Senate Democratic Majority Leader Chuck Schumer acknowledged that the bill was “far from perfect” but that it achieves Democrats’ goal of avoiding a shutdown.

Dissensions in Congress – between Republicans in the majority in the House and Democrats, controlled in the Senate – are such that currently elected officials cannot vote on a year’s budgets, contrary to what most economies in the world do.

Instead, the United States has to make do with a series of one- or two-month mini-budgets.

Every time one of these budgets expires, everything has to be done again: bitter negotiations, much discussed on social networks, threats, then a series of votes, in the House, in the Senate…

The last negotiations around the US federal budget, at the end of September, plunged Congress into chaos.

Trump’s elected officials, furious that then-Republican Speaker of the House Kevin McCarthy had struck a last-minute deal with the Democratic camp, fired him on October 3, an unprecedented situation.
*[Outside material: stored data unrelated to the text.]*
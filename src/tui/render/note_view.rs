use ratatui::Frame;
use ratatui::layout::{Position, Rect};
use ratatui::style::{Modifier, Style};
use ratatui::text::{Line, Span};
use ratatui::widgets::{Paragraph, Wrap};

use crate::ops::format::display_lines;
use crate::ops::session::{EditSession, EditTarget, EditState, OpenNote};
use crate::tui::app::{App, Pane};
use crate::util::unicode;

use super::{inner, pane_block, scroll_for};

/// Render the note pane for whatever the edit session holds.
pub fn render_note_view(frame: &mut Frame, app: &App, area: Rect) {
    match &app.state.session {
        EditSession::Viewing(open) => render_viewing(frame, app, area, open.as_ref()),
        EditSession::Editing(edit) => render_editing(frame, app, area, edit, false),
        EditSession::Saving { edit, .. } => render_editing(frame, app, area, edit, true),
    }
}

fn placeholder(frame: &mut Frame, app: &App, area: Rect, text: &str) {
    let p = Paragraph::new(format!(" {}", text))
        .style(Style::default().fg(app.theme.dim).bg(app.theme.background));
    frame.render_widget(p, area);
}

fn render_viewing(frame: &mut Frame, app: &App, area: Rect, open: Option<&OpenNote>) {
    let title = match open {
        Some(open) => format!(" Note {} ", open.id),
        None => " Note ".to_string(),
    };
    frame.render_widget(pane_block(app, Pane::Note, title), area);
    let body = inner(area);

    let Some(open) = open else {
        placeholder(frame, app, body, "(no note open)");
        return;
    };
    let Some(shown) = &open.shown else {
        placeholder(frame, app, body, "loading\u{2026}");
        return;
    };

    let mut lines = vec![Line::from(Span::styled(
        shown.title.clone(),
        Style::default()
            .fg(app.theme.text_bright)
            .add_modifier(Modifier::BOLD),
    ))];
    let text_style = Style::default().fg(app.theme.text);
    lines.extend(
        display_lines(&shown.body)
            .into_iter()
            .map(|l| Line::from(Span::styled(l, text_style))),
    );

    let height = body.height as usize;
    let scroll = app.note_scroll.min(lines.len().saturating_sub(height));
    let visible: Vec<Line> = lines.into_iter().skip(scroll).collect();
    let p = Paragraph::new(visible)
        .wrap(Wrap { trim: false })
        .style(Style::default().bg(app.theme.background));
    frame.render_widget(p, body);
}

fn render_editing(frame: &mut Frame, app: &App, area: Rect, edit: &EditState, saving: bool) {
    let title = match (&edit.target, saving) {
        (_, true) => " Saving\u{2026} ".to_string(),
        (EditTarget::New, false) => " New note ".to_string(),
        (EditTarget::Existing(id), false) => format!(" Editing {} ", id),
    };
    frame.render_widget(pane_block(app, Pane::Note, title), area);
    let body = inner(area);
    if body.width == 0 || body.height == 0 {
        return;
    }

    let height = body.height as usize;
    let width = body.width as usize;
    let cursor = app.edit_cursor;
    let scroll = scroll_for(cursor.line, height);

    let buffer_lines: Vec<&str> = edit.buffer.split('\n').collect();
    let cursor_line = buffer_lines.get(cursor.line).copied().unwrap_or("");
    let col = unicode::byte_offset_to_display_col(cursor_line, cursor.col.min(cursor_line.len()));
    // first visible cell, shared by every row so columns line up
    let hscroll = scroll_for(col, width);

    let (title_style, text_style) = if saving {
        let dim = Style::default().fg(app.theme.dim);
        (dim, dim)
    } else {
        (
            Style::default()
                .fg(app.theme.text_bright)
                .add_modifier(Modifier::BOLD),
            Style::default().fg(app.theme.text),
        )
    };

    let lines: Vec<Line> = buffer_lines
        .iter()
        .enumerate()
        .skip(scroll)
        .take(height)
        .map(|(i, line)| {
            // first line is the title
            let style = if i == 0 { title_style } else { text_style };
            let from = unicode::display_col_to_byte_offset(line, hscroll);
            let tail = line.get(from..).unwrap_or("");
            Line::from(Span::styled(unicode::truncate_to_width(tail, width), style))
        })
        .collect();
    let p = Paragraph::new(lines).style(Style::default().bg(app.theme.background));
    frame.render_widget(p, body);

    if saving {
        return;
    }
    let x = body.x + ((col - hscroll).min(width - 1) as u16);
    let y = body.y + ((cursor.line - scroll) as u16);
    frame.set_cursor_position(Position::new(x, y));
}

#[cfg(test)]
mod tests {
    use super::*;
    use crate::model::NoteId;
    use crate::tui::app::EditCursor;
    use crate::tui::render::test_helpers::*;

    fn render(app: &App) -> String {
        render_to_string(40, 7, |frame, area| render_note_view(frame, app, area))
    }

    #[test]
    fn nothing_open() {
        let (app, _api) = demo_app();
        assert!(render(&app).contains("(no note open)"));
    }

    #[test]
    fn shows_title_then_body_lines() {
        let (mut app, mut api) = demo_app();
        let requests = app.state.open_note(NoteId::from("1"));
        app.send(requests);
        settle(&mut app, &mut api);
        insta::assert_snapshot!(render(&app), @r"
        ┌ Note 1 ──────────────────────────────┐
        │Grocery List                          │
        │milk, eggs, coffee                    │
        │#home #errands                        │
        │                                      │
        │                                      │
        └──────────────────────────────────────┘
        ");
    }

    #[test]
    fn loading_until_the_note_arrives() {
        let (mut app, _api) = demo_app();
        let requests = app.state.open_note(NoteId::from("1"));
        app.send(requests);
        assert!(render(&app).contains("loading\u{2026}"));
    }

    #[test]
    fn markup_in_a_body_is_shown_literally() {
        let (mut app, mut api) = demo_app();
        let id = api.insert("Markup", "a <br> b & c");
        let requests = app.state.open_note(id);
        app.send(requests);
        settle(&mut app, &mut api);
        assert!(render(&app).contains("a <br> b & c"));
    }

    #[test]
    fn cursor_follows_the_edit_position() {
        let (mut app, mut api) = demo_app();
        let requests = app.state.open_note(NoteId::from("3"));
        app.send(requests);
        settle(&mut app, &mut api);
        let requests = app.state.begin_edit();
        app.send(requests);
        app.edit_cursor = EditCursor { line: 1, col: 4 };

        let backend = ratatui::backend::TestBackend::new(40, 7);
        let mut terminal = ratatui::Terminal::new(backend).unwrap();
        terminal
            .draw(|frame| render_note_view(frame, &app, frame.area()))
            .unwrap();
        // one cell of border on each side
        let pos = terminal.get_cursor_position().unwrap();
        assert_eq!((pos.x, pos.y), (5, 2));

        let out = render(&app);
        assert!(out.contains("Editing 3"));
        assert!(out.contains("Standup Notes"));
    }

    #[test]
    fn long_lines_scroll_sideways_with_the_cursor() {
        let (mut app, _api) = demo_app();
        let requests = app.state.new_note();
        app.send(requests);
        let long = format!("{} END", "abcdefghij".repeat(6));
        *app.state.session.buffer_mut().unwrap() = format!("Title\n{}", long);
        app.edit_cursor = EditCursor {
            line: 1,
            col: long.len(),
        };

        let backend = ratatui::backend::TestBackend::new(40, 7);
        let mut terminal = ratatui::Terminal::new(backend).unwrap();
        terminal
            .draw(|frame| render_note_view(frame, &app, frame.area()))
            .unwrap();
        // 64 cells of text, 38 inside the border: the cursor sits in the last one
        let pos = terminal.get_cursor_position().unwrap();
        assert_eq!((pos.x, pos.y), (38, 2));

        let out = render(&app);
        let row = out.lines().nth(2).unwrap();
        assert!(row.contains("hij END"));
        assert!(!row.contains('\u{2026}'));

        // back at the start of the line nothing is shifted
        app.edit_cursor = EditCursor { line: 1, col: 0 };
        let out = render(&app);
        assert!(out.lines().nth(1).unwrap().contains("Title"));
        assert!(out.lines().nth(2).unwrap().starts_with("│abcdefghij"));
    }

    #[test]
    fn new_note_title() {
        let (mut app, _api) = demo_app();
        let requests = app.state.new_note();
        app.send(requests);
        assert!(render(&app).contains("New note"));
    }
}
On this occasion, the agreement on the table proposes to extend the budget in two different terms: one part until mid-January, the other until the beginning of February.

It was presented by the new Speaker of the Chamber, Mike Johnson, unknown to the general public and with very limited experience within the Republican staff.

In any case, he is forced to deal, like his predecessor, with a handful of Trumpists, supporters of a very strict budgetary orthodoxy, and the Democrats, who refuse to have the country’s economic policy dictated to them by lieutenants of the former president

These are the same conservative elected officials who pushed America over the edge four months ago.

The world’s top power then avoided a last-minute default after lengthy negotiations between the Biden administration and conservatives.